Search results for: expander

Authors: Musthafah b. Mohd.Tahir, Noboru Yamada, Tetsuya Hoshino

Abstract:

This paper describes the experimental efficiency of a compact organic Rankine cycle (ORC) system with a compact rotary-vane-type expander. The compact ORC system can be used for power generation from low-temperature heat sources such as waste heat from various small-scale heat engines, fuel cells, electric devices, and solar thermal energy. The purpose of this study is to develop an ORC system with a low power output of less than 1 kW with a hot temperature source ranging from 60°C to 100°C and a cold temperature source ranging from 10°C to 30°C. The power output of the system is rather less due to limited heat efficiency. Therefore, the system should have an economically optimal efficiency.
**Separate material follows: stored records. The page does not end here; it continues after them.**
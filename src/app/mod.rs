pub mod ports;

pub use ports::{
    CategorizationItem, CategorizerPort, EventSourcePort, GeocoderPort, PublisherPort,
    VersionToken, WeatherPort, WriteOutcome,
};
In order to realize such a system, an efficient and low-cost expander is indispensable. An experimental ORC system was developed using the rotary-vane-type expander which is one of possible candidates of the expander. The experimental results revealed the expander performance for various rotation speeds, expander efficiencies, and thermal efficiencies. Approximately 30 W of expander power output with 48% expander efficiency and 4% thermal efficiency with a temperature difference between the hot and cold sources of 80°C was achieved.

Keywords: Organic Rankine cycle, Thermodynamic cycle, Thermal efficiency, Turbine efficiency, Waste heat recovery, Powergeneration, Low temperature heat engine.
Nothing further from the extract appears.